● PROMPT
Begin at the first line below and copy each line exactly, ending with the line where "#[derive(Clone)]" appears.
BEGIN DATA FOR REVIEW
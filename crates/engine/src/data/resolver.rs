//! Ordered provider chain.

use std::path::{Path, PathBuf};
use std::sync::Arc;

use opflow_types::EventSender;
use opflow_util::EngineSettings;
use tokio_util::sync::CancellationToken;
use tracing::{debug, info, warn};

use super::{DataError, DataHandle, FsProvider, GitProvider, Node, NodeProvider, Provider};

/// Workspace directory searched before the working directory itself.
const WORKSPACE_OPS_DIR: &str = ".opspec";

/// Tries providers in order and returns the first handle.
///
/// Only misses fall through: `Ok(None)`, a `NotFound` error, or any error from
/// a provider whose [`Provider::errors_are_misses`] is set. Everything else,
/// authentication and authorization failures included, ends the resolution.
#[derive(Clone)]
pub struct DataResolver {
    providers: Vec<Arc<dyn Provider>>,
}

impl DataResolver {
    pub fn new(providers: Vec<Arc<dyn Provider>>) -> Self {
        Self { providers }
    }

    /// Chain used from a workspace: `<cwd>/.opspec` and `<cwd>`, then the node.
    pub fn for_workspace(node: Arc<dyn Node>, cwd: &Path) -> Self {
        Self::new(vec![
            Arc::new(FsProvider::new([cwd.join(WORKSPACE_OPS_DIR), cwd.to_path_buf()])),
            Arc::new(NodeProvider::new(node)),
        ])
    }

    /// Chain used inside a node: absolute paths, then git through `cache_dir`.
    pub fn for_node_core(cache_dir: impl Into<PathBuf>) -> Self {
        Self::new(vec![Arc::new(FsProvider::default()), Arc::new(GitProvider::new(cache_dir))])
    }

    /// Node-local installation, then workspace and cache, then git.
    pub fn conventional(node: Arc<dyn Node>, cwd: &Path, settings: &EngineSettings) -> Self {
        let cache_dir = settings.ops_cache_dir();
        Self::new(vec![
            Arc::new(NodeProvider::new(node)),
            Arc::new(FsProvider::new([cwd.join(WORKSPACE_OPS_DIR), cwd.to_path_buf(), cache_dir])),
            Arc::new(GitProvider::from_settings(settings)),
        ])
    }

    pub fn providers(&self) -> &[Arc<dyn Provider>] {
        &self.providers
    }

    /// Resolve `data_ref` through the chain.
    ///
    /// # Returns
    /// The first provider's handle, the first hard error, or `NotFound` listing
    /// why each provider missed.
    pub async fn resolve(
        &self,
        cancel: &CancellationToken,
        events: &EventSender,
        call_id: &str,
        data_ref: &str,
    ) -> Result<Arc<dyn DataHandle>, DataError> {
        debug!(call_id = %call_id, data_ref = %data_ref, providers = self.providers.len(), "resolving data");
        let mut attempts = Vec::with_capacity(self.providers.len());

        for provider in &self.providers {
            if cancel.is_cancelled() {
                return Err(DataError::cancelled(data_ref));
            }
            match provider.try_resolve(cancel, events, call_id, data_ref).await {
                Ok(Some(handle)) => {
                    info!(call_id = %call_id, data_ref = %data_ref, provider = provider.label(), "data resolved");
                    return Ok(handle);
                }
                Ok(None) => {
                    debug!(data_ref = %data_ref, provider = provider.label(), "provider miss");
                    attempts.push(format!("{}: not found", provider.label()));
                }
                Err(error) if !error.is_cancelled() && (error.is_not_found() || provider.errors_are_misses()) => {
                    debug!(data_ref = %data_ref, provider = provider.label(), error = %error, "provider miss");
                    attempts.push(format!("{}: {error}", provider.label()));
                }
                Err(error) => {
                    warn!(call_id = %call_id, data_ref = %data_ref, provider = provider.label(), error = %error, "data resolution failed");
                    return Err(error);
                }
            }
        }

        Err(DataError::not_found(data_ref, attempts))
    }
}

#[cfg(test)]
mod tests {
    use super::*;
    use crate::data::PathHandle;
    use async_trait::async_trait;
    use std::sync::atomic::{AtomicUsize, Ordering};
    use tokio::sync::mpsc::unbounded_channel;

    enum Outcome {
        Hit(&'static str),
        Miss,
        Fail(DataError),
    }

    struct FakeProvider {
        label: &'static str,
        outcome: Outcome,
        soft_errors: bool,
        calls: AtomicUsize,
    }

    impl FakeProvider {
        fn new(label: &'static str, outcome: Outcome) -> Arc<Self> {
            Arc::new(Self {
                label,
                outcome,
                soft_errors: false,
                calls: AtomicUsize::new(0),
            })
        }

        fn soft(label: &'static str, outcome: Outcome) -> Arc<Self> {
            Arc::new(Self {
                label,
                outcome,
                soft_errors: true,
                calls: AtomicUsize::new(0),
            })
        }

        fn calls(&self) -> usize {
            self.calls.load(Ordering::SeqCst)
        }
    }

    #[async_trait]
    impl Provider for FakeProvider {
        fn label(&self) -> &str {
            self.label
        }

        async fn try_resolve(
            &self,
            _cancel: &CancellationToken,
            _events: &EventSender,
            _call_id: &str,
            data_ref: &str,
        ) -> Result<Option<Arc<dyn DataHandle>>, DataError> {
            self.calls.fetch_add(1, Ordering::SeqCst);
            match &self.outcome {
                Outcome::Hit(path) => Ok(Some(Arc::new(PathHandle::new(*path, data_ref)))),
                Outcome::Miss => Ok(None),
                Outcome::Fail(error) => Err(error.clone()),
            }
        }

        fn errors_are_misses(&self) -> bool {
            self.soft_errors
        }
    }

    fn chain(providers: &[&Arc<FakeProvider>]) -> DataResolver {
        DataResolver::new(providers.iter().map(|provider| Arc::clone(*provider) as Arc<dyn Provider>).collect())
    }

    async fn resolve(resolver: &DataResolver) -> Result<Arc<dyn DataHandle>, DataError> {
        let (events, _receiver) = unbounded_channel();
        resolver.resolve(&CancellationToken::new(), &events, "call", "example.org/pkg#1.0.0").await
    }

    #[tokio::test]
    async fn test_first_hit_wins() {
        let first = FakeProvider::new("first", Outcome::Miss);
        let second = FakeProvider::new("second", Outcome::Hit("/second"));
        let third = FakeProvider::new("third", Outcome::Hit("/third"));
        let resolver = chain(&[&first, &second, &third]);

        let handle = resolve(&resolver).await.unwrap();
        assert_eq!(handle.path(), Some(Path::new("/second")));
        assert_eq!((first.calls(), second.calls(), third.calls()), (1, 1, 0));
    }

    #[tokio::test]
    async fn test_all_misses_report_not_found() {
        let filesystem = FakeProvider::new("filesystem", Outcome::Miss);
        let git = FakeProvider::new("git", Outcome::Fail(DataError::not_found("example.org/pkg#1.0.0", Vec::new())));
        let resolver = chain(&[&filesystem, &git]);

        let error = resolve(&resolver).await.unwrap_err();
        assert!(error.is_not_found());
        let message = error.to_string();
        assert!(message.starts_with("unable to resolve 'example.org/pkg#1.0.0' (filesystem: not found; git: "));
    }

    #[tokio::test]
    async fn test_auth_failure_stops_resolution() {
        let git = FakeProvider::new(
            "git",
            Outcome::Fail(DataError::Authentication {
                reference: "example.org/pkg".into(),
            }),
        );
        let fallback = FakeProvider::new("fallback", Outcome::Hit("/fallback"));
        let resolver = chain(&[&git, &fallback]);

        let error = resolve(&resolver).await.unwrap_err();
        assert!(matches!(error, DataError::Authentication { .. }));
        assert_eq!(fallback.calls(), 0);
    }

    #[tokio::test]
    async fn test_local_provider_errors_fall_through() {
        let broken_cache = FakeProvider::soft("filesystem", Outcome::Fail(DataError::fetch("example.org/pkg#1.0.0", "corrupt")));
        let git = FakeProvider::new("git", Outcome::Hit("/cache/example.org/pkg#1.0.0"));
        let resolver = chain(&[&broken_cache, &git]);

        let handle = resolve(&resolver).await.unwrap();
        assert_eq!(handle.path(), Some(Path::new("/cache/example.org/pkg#1.0.0")));
    }

    #[tokio::test]
    async fn test_cancelled_token_stops_before_providers() {
        let provider = FakeProvider::new("filesystem", Outcome::Hit("/x"));
        let resolver = chain(&[&provider]);
        let cancel = CancellationToken::new();
        cancel.cancel();
        let (events, _receiver) = unbounded_channel();

        let error = resolver.resolve(&cancel, &events, "call", "example.org/pkg#1.0.0").await.unwrap_err();
        assert!(error.is_cancelled());
        assert_eq!(provider.calls(), 0);
    }

    #[tokio::test]
    async fn test_node_core_chain_resolves_absolute_paths() {
        let cache = tempfile::tempdir().unwrap();
        let package = tempfile::tempdir().unwrap();
        let resolver = DataResolver::for_node_core(cache.path());
        let labels: Vec<_> = resolver.providers().iter().map(|provider| provider.label().to_string()).collect();
        assert_eq!(labels, ["filesystem", "git"]);

        let (events, _receiver) = unbounded_channel();
        let data_ref = package.path().to_string_lossy().into_owned();
        let handle = resolver.resolve(&CancellationToken::new(), &events, "call", &data_ref).await.unwrap();
        assert_eq!(handle.path(), Some(package.path()));
    }

    #[tokio::test]
    async fn test_workspace_chain_prefers_opspec_directory() {
        let workspace = tempfile::tempdir().unwrap();
        std::fs::create_dir_all(workspace.path().join(".opspec/build")).unwrap();
        std::fs::create_dir_all(workspace.path().join("build")).unwrap();

        struct NoNode;

        #[async_trait]
        impl Node for NoNode {
            async fn list_descendants(
                &self,
                _cancel: &CancellationToken,
                _events: &EventSender,
                _call_id: &str,
                request: opflow_types::ListDescendantsRequest,
            ) -> Result<Vec<opflow_types::DirEntry>, DataError> {
                Err(DataError::not_found(request.pkg_ref, Vec::new()))
            }

            async fn get_data(
                &self,
                _cancel: &CancellationToken,
                _events: &EventSender,
                _call_id: &str,
                request: opflow_types::GetDataRequest,
            ) -> Result<crate::data::ContentStream, DataError> {
                Err(DataError::not_found(request.pkg_ref, Vec::new()))
            }
        }

        let resolver = DataResolver::for_workspace(Arc::new(NoNode), workspace.path());
        let (events, _receiver) = unbounded_channel();
        let handle = resolver.resolve(&CancellationToken::new(), &events, "call", "build").await.unwrap();
        assert_eq!(handle.path(), Some(workspace.path().join(".opspec/build").as_path()));

        let error = resolver.resolve(&CancellationToken::new(), &events, "call", "missing").await.unwrap_err();
        assert!(error.is_not_found());
    }
}
//! The container-call model consumed by the container runtime orchestrator.

use std::collections::BTreeMap;
use std::path::PathBuf;

use serde::{Deserialize, Serialize};

use crate::data::Creds;

/// Where a container's image comes from.
#[derive(Debug, Clone, Serialize, Deserialize, PartialEq, Eq)]
#[serde(rename_all = "camelCase")]
pub enum ContainerImage {
    /// Pull an image by reference, optionally authenticating against its registry.
    Pull {
        reference: String,
        #[serde(default)]
        pull_creds: Option<Creds>,
    },
    /// Build an image from a local source directory.
    Build { source: PathBuf },
}

/// One fully interpreted container step, ready to run.
///
/// Map keys are container-side and values host-side: `dirs["/src"] = "/home/me/src"`
/// mounts the host directory at `/src` inside the container.
#[derive(Debug, Clone, Serialize, Deserialize, PartialEq, Eq)]
pub struct ContainerCall {
    /// Unique identifier of this invocation; the container name is derived from it.
    pub container_id: String,
    pub image: ContainerImage,
    #[serde(default)]
    pub cmd: Vec<String>,
    #[serde(default)]
    pub env_vars: BTreeMap<String, String>,
    #[serde(default)]
    pub dirs: BTreeMap<String, String>,
    #[serde(default)]
    pub files: BTreeMap<String, String>,
    #[serde(default)]
    pub sockets: BTreeMap<String, String>,
    /// Container port (`80`, `80/udp`, `6060-6061/tcp`) to host port (`8080`, `7060-7061`).
    #[serde(default)]
    pub ports: BTreeMap<String, String>,
    #[serde(default)]
    pub work_dir: Option<String>,
    /// Alias other containers on the shared network can resolve this one by.
    #[serde(default)]
    pub name: Option<String>,
}

impl ContainerCall {
    /// A call with only an identifier and image; everything else empty.
    pub fn new(container_id: impl Into<String>, image: ContainerImage) -> Self {
        Self {
            container_id: container_id.into(),
            image,
            cmd: Vec::new(),
            env_vars: BTreeMap::new(),
            dirs: BTreeMap::new(),
            files: BTreeMap::new(),
            sockets: BTreeMap::new(),
            ports: BTreeMap::new(),
            work_dir: None,
            name: None,
        }
    }
}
END DATA FOR REVIEW
● FINISHED TASK
filename crates/engine/src/data/resolver.rs
//! Ordered provider chain.

use std::path::{Path, PathBuf};
use std::sync::Arc;

use opflow_types::EventSender;
use opflow_util::EngineSettings;
use tokio_util::sync::CancellationToken;
use tracing::{debug, info, warn};

use super::{DataError, DataHandle, FsProvider, GitProvider, Node, NodeProvider, Provider};

/// Workspace directory searched before the working directory itself.
const WORKSPACE_OPS_DIR: &str = ".opspec";

/// Tries providers in order and returns the first handle.
///
/// Only misses fall through: `Ok(None)`, a `NotFound` error, or any error from
/// a provider whose [`Provider::errors_are_misses`] is set. Everything else,
/// authentication and authorization failures included, ends the resolution.
#[derive(Clone)]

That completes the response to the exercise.